Repeat the first line of the listing and each line after it, exactly, through the line containing "raw text reply".

%%

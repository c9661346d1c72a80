//! Chat-completion backend used for SEO content generation

use super::JsonClient;
use anyhow::{Context, Result};
use async_trait::async_trait;
use serde::{Deserialize, Serialize};
use std::time::Duration;
use tracing::debug;

/// Text-in / text-out chat backend
#[async_trait]
pub trait ChatClient: Send + Sync {
    /// Send a prompt and return the raw text reply
    async fn complete(&self, prompt: &str) -> Result<String>;
}

/// Chat backend settings
#[derive(Debug, Clone, Deserialize)]
#[serde(default)]
pub struct ChatConfig {
    /// OpenAI-compatible API base URL
    pub base_url: String,
    /// Optional bearer token
    pub api_key: Option<String>,
    /// Model identifier sent with every request
    pub model: String,
    pub temperature: f32,
    pub timeout_secs: u64,
}

impl Default for ChatConfig {
    fn default() -> Self {
        Self {
            base_url: "http://chat-gateway:8080".to_string(),
            api_key: None,
            model: "gpt-4".to_string(),
            temperature: 0.7,
            timeout_secs: 60,
        }
    }
}

#[derive(Debug, Serialize)]
struct ChatCompletionRequest<'a> {
    model: &'a str,
    messages: Vec<ChatMessage<'a>>,
    temperature: f32,
}

#[derive(Debug, Serialize)]
struct ChatMessage<'a> {
    role: &'a str,
    content: &'a str,
}

#[derive(Debug, Deserialize)]
struct ChatCompletionResponse {
    choices: Vec<ChatChoice>,
}

#[derive(Debug, Deserialize)]
struct ChatChoice {
    message: ChatReply,
}

#[derive(Debug, Deserialize)]
struct ChatReply {
    #[serde(default)]
    content: String,
}

/// OpenAI-compatible `/v1/chat/completions` client
pub struct OpenAiChatClient {
    http: JsonClient,
    config: ChatConfig,
}

impl OpenAiChatClient {
    pub fn new(config: ChatConfig) -> Result<Self> {
        let http = JsonClient::new(&config.base_url, Duration::from_secs(config.timeout_secs))
            .context("Invalid chat backend URL")?;
        Ok(Self { http, config })
    }

    pub fn model(&self) -> &str {
        &self.config.model
    }
}

#[async_trait]
impl ChatClient for OpenAiChatClient {
    async fn complete(&self, prompt: &str) -> Result<String> {
        let request = ChatCompletionRequest {
            model: &self.config.model,
            messages: vec![ChatMessage {
                role: "user",
                content: prompt,
            }],
            temperature: self.config.temperature,
        };

        debug!(model = %self.config.model, prompt_chars = prompt.len(), "Sending chat completion");

        let response: ChatCompletionResponse = self
            .http
            .post_with_auth("v1/chat/completions", &request, self.config.api_key.as_deref())
            .await?;

        response
            .choices
            .into_iter()
            .next()
            .map(|c| c.message.content)
            .context("Chat backend returned no choices")
    }
}
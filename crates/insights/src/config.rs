//! Server configuration

use anyhow::{Context, Result};
use insights_lib::cache::CacheConfig;
use insights_lib::client::{BackendConfig, ChatConfig};
use insights_lib::predictor::ForecastConfig;
use insights_lib::seo::SeoConfig;
use insights_lib::storage::StorageConfig;
use serde::Deserialize;

/// Environment variable naming an optional configuration file
pub const CONFIG_FILE_ENV: &str = "INSIGHTS_CONFIG";

/// Server configuration
///
/// Every field has a default. Environment variables override them using
/// the `INSIGHTS` prefix and `__` as the section separator, e.g.
/// `INSIGHTS__CHAT__MODEL` or `INSIGHTS__SEO__MAX_KEYWORDS`.
#[derive(Debug, Clone, Deserialize)]
#[serde(default)]
pub struct AppConfig {
    /// Instance name attached to structured log records
    pub instance: String,

    /// API server port for facade routes, health and metrics
    pub api_port: u16,

    /// Run the periodic forecast job
    pub forecast_enabled: bool,

    pub backends: BackendConfig,
    pub chat: ChatConfig,
    pub seo: SeoConfig,
    pub forecast: ForecastConfig,
    pub cache: CacheConfig,
    pub storage: StorageConfig,
}

impl Default for AppConfig {
    fn default() -> Self {
        Self {
            instance: std::env::var("HOSTNAME").unwrap_or_else(|_| "insights".to_string()),
            api_port: 8080,
            forecast_enabled: true,
            backends: BackendConfig::default(),
            chat: ChatConfig::default(),
            seo: SeoConfig::default(),
            forecast: ForecastConfig::default(),
            cache: CacheConfig::default(),
            storage: StorageConfig::default(),
        }
    }
}

impl AppConfig {
    /// Load configuration from the optional file and the environment
    pub fn load() -> Result<Self> {
        let mut builder = config::Config::builder();
        if let Ok(path) = std::env::var(CONFIG_FILE_ENV) {
            builder = builder.add_source(config::File::with_name(&path).required(true));
        }

        Self::from_builder(builder.add_source(
            config::Environment::with_prefix("INSIGHTS")
                .prefix_separator("__")
                .separator("__")
                .try_parsing(true),
        ))
    }

    fn from_builder(builder: config::ConfigBuilder<config::builder::DefaultState>) -> Result<Self> {
        builder
            .build()
            .context("Failed to read configuration")?
            .try_deserialize()
            .context("Invalid configuration")
    }
}
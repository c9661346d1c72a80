//! In-memory SEO optimization store

use super::{NewSeoOptimization, Page, PageRequest, RepositoryError, SeoOptimization, SeoRepository};
use async_trait::async_trait;
use chrono::Utc;
use dashmap::DashMap;
use std::sync::atomic::{AtomicI64, Ordering};

/// Process-local store; ids start at 1
#[derive(Default)]
pub struct InMemorySeoRepository {
    records: DashMap<i64, SeoOptimization>,
    next_id: AtomicI64,
}

impl InMemorySeoRepository {
    pub fn new() -> Self {
        Self::default()
    }

    pub fn len(&self) -> usize {
        self.records.len()
    }

    pub fn is_empty(&self) -> bool {
        self.records.is_empty()
    }
}

#[async_trait]
impl SeoRepository for InMemorySeoRepository {
    async fn save(&self, record: NewSeoOptimization) -> Result<SeoOptimization, RepositoryError> {
        let id = self.next_id.fetch_add(1, Ordering::SeqCst) + 1;
        let saved = SeoOptimization::from_new(id, record, Utc::now());
        self.records.insert(id, saved.clone());
        Ok(saved)
    }

    async fn find_by_id(&self, id: i64) -> Result<Option<SeoOptimization>, RepositoryError> {
        Ok(self.records.get(&id).map(|r| r.value().clone()))
    }

    async fn find_by_property_id(
        &self,
        property_id: &str,
        page: PageRequest,
    ) -> Result<Page<SeoOptimization>, RepositoryError> {
        let mut matching: Vec<SeoOptimization> = self
            .records
            .iter()
            .filter(|r| r.property_id == property_id)
            .map(|r| r.value().clone())
            .collect();

        matching.sort_by(|a, b| b.created_at.cmp(&a.created_at).then(b.id.cmp(&a.id)));

        let total_count = matching.len();
        let items = matching
            .into_iter()
            .skip(page.offset())
            .take(page.size)
            .collect();

        Ok(Page::new(items, total_count, page))
    }
}
//! Predictive-analytics facade
//!
//! Proxies resource, traffic, anomaly, recommendation, SLA, capacity and
//! cost predictions to the remote backends, and drives the periodic
//! forecast job.

mod mapping;
mod outcome;
mod scheduler;
mod service;

pub use mapping::{parse_local_datetime, series_stats, CAPACITY_HEADROOM, HIGH_PRIORITY};
pub use outcome::{
    AnomalyDetectionResult, CapacityPrediction, CostOptimizationPrediction, PredictionOutcome,
    Recommendations, ResourcePrediction, SlaPrediction, TrafficPoint, TrafficPrediction,
};
pub use scheduler::{
    season_for_month, ForecastConfig, ForecastPipeline, ForecastReport, ForecastScheduler,
    PipelineOutcome, DEFAULT_FORECAST_INTERVAL,
};
pub use service::{PredictionService, ResourceCache};
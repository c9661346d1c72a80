//! Request, artifact and response types of the SEO facade

use serde::{Deserialize, Serialize};

/// Content optimization request
#[derive(Debug, Clone, Serialize, Deserialize)]
pub struct SeoOptimizationRequest {
    pub property_id: String,
    pub content_type: String,
    pub original_content: String,
    pub location: String,
    #[serde(default)]
    pub existing_tags: Vec<String>,
    /// Property type used in prompts and titles, e.g. "Condo"
    #[serde(default, skip_serializing_if = "Option::is_none")]
    pub property_type: Option<String>,
    /// Target length in words; the configured default applies when unset
    #[serde(default, skip_serializing_if = "Option::is_none")]
    pub target_length: Option<usize>,
}

impl SeoOptimizationRequest {
    pub fn property_type_or_default(&self) -> &str {
        self.property_type
            .as_deref()
            .filter(|t| !t.trim().is_empty())
            .unwrap_or("Property")
    }
}

/// Heuristic measurements of a text
#[derive(Debug, Clone, PartialEq, Serialize, Deserialize)]
pub struct ContentAnalysis {
    pub word_count: usize,
    pub sentence_count: usize,
    /// Normalized Flesch reading ease in [0, 1]
    pub readability_score: f64,
    /// Share of words belonging to the tracked keywords
    pub keyword_density: f64,
    pub heading_count: usize,
    /// Most frequent significant terms, most frequent first
    pub top_terms: Vec<String>,
}

#[derive(Debug, Clone, PartialEq, Serialize, Deserialize)]
pub struct KeywordResearch {
    pub primary_keywords: Vec<String>,
    pub long_tail_keywords: Vec<String>,
    pub local_keywords: Vec<String>,
    /// How much ranking room the keyword set offers, in [0, 1]
    pub opportunity_score: f64,
}

impl KeywordResearch {
    pub fn all_keywords(&self) -> impl Iterator<Item = &String> {
        self.primary_keywords
            .iter()
            .chain(self.long_tail_keywords.iter())
            .chain(self.local_keywords.iter())
    }
}

#[derive(Debug, Clone, PartialEq, Serialize, Deserialize)]
pub struct Competitor {
    pub domain: String,
    /// Domain strength on a 0-100 scale
    pub strength: f64,
    pub ranking_keywords: Vec<String>,
}

#[derive(Debug, Clone, PartialEq, Serialize, Deserialize)]
pub struct CompetitorAnalysis {
    pub competitors: Vec<Competitor>,
    /// Mean competitor strength on a 0-100 scale
    pub average_strength: f64,
    /// Keywords competitors rank for that the research did not produce
    pub keyword_gaps: Vec<String>,
    /// One-paragraph summary fed to the generation prompt
    pub insights: String,
}

#[derive(Debug, Clone, PartialEq, Serialize, Deserialize)]
pub struct InternalLink {
    pub anchor: String,
    pub href: String,
}

/// Content mined from the AI response
#[derive(Debug, Clone, PartialEq, Serialize, Deserialize)]
pub struct GeneratedContent {
    pub title: String,
    pub body: String,
    pub headings: Vec<String>,
    pub internal_links: Vec<InternalLink>,
    pub call_to_action: String,
    pub word_count: usize,
}

#[derive(Debug, Clone, PartialEq, Serialize, Deserialize)]
pub struct MetaTags {
    pub title: String,
    pub description: String,
    pub keywords: Vec<String>,
    pub og_title: String,
    pub og_description: String,
    pub og_type: String,
    pub canonical_url: String,
    pub robots: String,
}

#[derive(Debug, Clone, Copy, PartialEq, Eq, Serialize, Deserialize)]
#[serde(rename_all = "SCREAMING_SNAKE_CASE")]
pub enum RecommendationType {
    Content,
    Technical,
    LocalSeo,
    Keywords,
}

#[derive(Debug, Clone, Copy, PartialEq, Eq, Serialize, Deserialize)]
#[serde(rename_all = "SCREAMING_SNAKE_CASE")]
pub enum Priority {
    High,
    Medium,
    Low,
}

#[derive(Debug, Clone, PartialEq, Serialize, Deserialize)]
pub struct SeoRecommendation {
    #[serde(rename = "type")]
    pub kind: RecommendationType,
    pub priority: Priority,
    pub title: String,
    pub description: String,
    pub action: String,
}

#[derive(Debug, Clone, PartialEq, Serialize, Deserialize)]
pub struct SeoScore {
    pub content: f64,
    pub technical: f64,
    pub authority: f64,
    pub local: f64,
    pub overall: f64,
    pub grade: String,
    pub improvement_needed: bool,
}

#[derive(Debug, Clone, Copy, PartialEq, Eq, Serialize, Deserialize)]
#[serde(rename_all = "SCREAMING_SNAKE_CASE")]
pub enum EstimatedImpact {
    High,
    Medium,
    Low,
}

impl std::fmt::Display for EstimatedImpact {
    fn fmt(&self, f: &mut std::fmt::Formatter<'_>) -> std::fmt::Result {
        match self {
            EstimatedImpact::High => write!(f, "HIGH"),
            EstimatedImpact::Medium => write!(f, "MEDIUM"),
            EstimatedImpact::Low => write!(f, "LOW"),
        }
    }
}

/// Aggregate result of one optimize call
#[derive(Debug, Clone, Serialize, Deserialize)]
pub struct SeoOptimizationResponse {
    pub optimization_id: i64,
    pub property_id: String,
    pub content_type: String,
    pub template: String,
    pub keywords: KeywordResearch,
    pub competitor_analysis: CompetitorAnalysis,
    pub content: GeneratedContent,
    pub meta_tags: MetaTags,
    pub structured_data: Vec<serde_json::Value>,
    pub score: SeoScore,
    pub recommendations: Vec<SeoRecommendation>,
    pub estimated_impact: EstimatedImpact,
    pub processing_time_ms: u64,
}

/// Score of existing content without generation or persistence
#[derive(Debug, Clone, Serialize, Deserialize)]
pub struct ContentScoreReport {
    pub analysis: ContentAnalysis,
    pub score: SeoScore,
    pub recommendations: Vec<SeoRecommendation>,
}

#[derive(Debug, Clone, Serialize, Deserialize)]
pub struct LocalSeoReport {
    pub property_id: String,
    pub location: String,
    pub local_keywords: Vec<String>,
    pub place_schema: serde_json::Value,
    pub local_score: f64,
    pub recommendations: Vec<SeoRecommendation>,
}

#[derive(Debug, Clone, PartialEq, Serialize, Deserialize)]
pub struct AuditCheck {
    pub name: String,
    pub passed: bool,
    pub detail: String,
}

#[derive(Debug, Clone, Serialize, Deserialize)]
pub struct TechnicalAuditReport {
    pub optimization_id: i64,
    pub checks: Vec<AuditCheck>,
    /// Share of passed checks in [0, 1]
    pub score: f64,
}
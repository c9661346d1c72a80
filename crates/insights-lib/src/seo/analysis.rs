//! Text heuristics: word and sentence counts, readability, keyword density

use super::model::ContentAnalysis;
use std::collections::HashMap;

/// Number of frequent terms reported by [`analyze_content`]
pub const TOP_TERMS: usize = 5;

const STOP_WORDS: &[&str] = &[
    "about", "after", "also", "been", "being", "both", "from", "have", "here", "into", "just",
    "more", "most", "only", "other", "over", "some", "such", "than", "that", "their", "them",
    "then", "there", "these", "they", "this", "very", "were", "what", "when", "where", "which",
    "while", "will", "with", "your", "would",
];

/// Whitespace tokens trimmed of surrounding punctuation, for term matching
pub fn words(text: &str) -> impl Iterator<Item = &str> {
    text.split_whitespace()
        .map(|w| w.trim_matches(|c: char| !c.is_alphanumeric()))
        .filter(|w| !w.is_empty())
}

/// Whitespace-separated tokens, punctuation-only tokens included
pub fn word_count(text: &str) -> usize {
    text.split_whitespace().count()
}

/// Sentences end with `.`, `!` or `?`; trailing text counts as one more
pub fn sentence_count(text: &str) -> usize {
    text.split(['.', '!', '?'])
        .filter(|s| s.chars().any(char::is_alphanumeric))
        .count()
}

/// Vowels stand in for syllables
fn syllable_count(text: &str) -> usize {
    text.chars()
        .filter(|c| matches!(c.to_ascii_lowercase(), 'a' | 'e' | 'i' | 'o' | 'u'))
        .count()
}

/// Flesch reading ease normalized to [0, 1]
///
/// Uses vowel counts as the syllable estimate. Text without words or
/// sentences scores 0.
pub fn readability_score(text: &str) -> f64 {
    let words = word_count(text);
    let sentences = sentence_count(text);
    if words == 0 || sentences == 0 {
        return 0.0;
    }
    let syllables = syllable_count(text);

    let ease = 206.835
        - 1.015 * (words as f64 / sentences as f64)
        - 84.6 * (syllables as f64 / words as f64);
    (ease / 100.0).clamp(0.0, 1.0)
}

/// Share of words covered by keyword occurrences, case-insensitive
pub fn keyword_density<S: AsRef<str>>(text: &str, keywords: &[S]) -> f64 {
    let tokens: Vec<String> = words(text).map(str::to_lowercase).collect();
    if tokens.is_empty() {
        return 0.0;
    }

    let mut covered = 0usize;
    for keyword in keywords {
        let phrase: Vec<String> = words(keyword.as_ref()).map(str::to_lowercase).collect();
        if phrase.is_empty() || phrase.len() > tokens.len() {
            continue;
        }
        let occurrences = tokens
            .windows(phrase.len())
            .filter(|window| *window == phrase.as_slice())
            .count();
        covered += occurrences * phrase.len();
    }

    (covered as f64 / tokens.len() as f64).min(1.0)
}

/// Markdown headings, i.e. lines starting with `#`
pub fn heading_count(text: &str) -> usize {
    text.lines().filter(|l| l.trim_start().starts_with('#')).count()
}

/// Most frequent words of four letters or more, excluding stop words
pub fn top_terms(text: &str, limit: usize) -> Vec<String> {
    let mut counts: HashMap<String, usize> = HashMap::new();
    for word in words(text) {
        let lower = word.to_lowercase();
        if lower.chars().count() < 4 || STOP_WORDS.contains(&lower.as_str()) {
            continue;
        }
        *counts.entry(lower).or_default() += 1;
    }

    let mut ranked: Vec<(String, usize)> = counts.into_iter().collect();
    ranked.sort_by(|a, b| b.1.cmp(&a.1).then_with(|| a.0.cmp(&b.0)));
    ranked.into_iter().take(limit).map(|(w, _)| w).collect()
}

pub fn analyze_content<S: AsRef<str>>(text: &str, keywords: &[S]) -> ContentAnalysis {
    ContentAnalysis {
        word_count: word_count(text),
        sentence_count: sentence_count(text),
        readability_score: readability_score(text),
        keyword_density: keyword_density(text, keywords),
        heading_count: heading_count(text),
        top_terms: top_terms(text, TOP_TERMS),
    }
}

%%

Answer
repository c9661346d1c72a80
//! Chat-completion backend used for SEO content generation

use super::JsonClient;
use anyhow::{Context, Result};
use async_trait::async_trait;
use serde::{Deserialize, Serialize};
use std::time::Duration;
use tracing::debug;

/// Text-in / text-out chat backend
#[async_trait]
pub trait ChatClient: Send + Sync {
    /// Send a prompt and return the raw text reply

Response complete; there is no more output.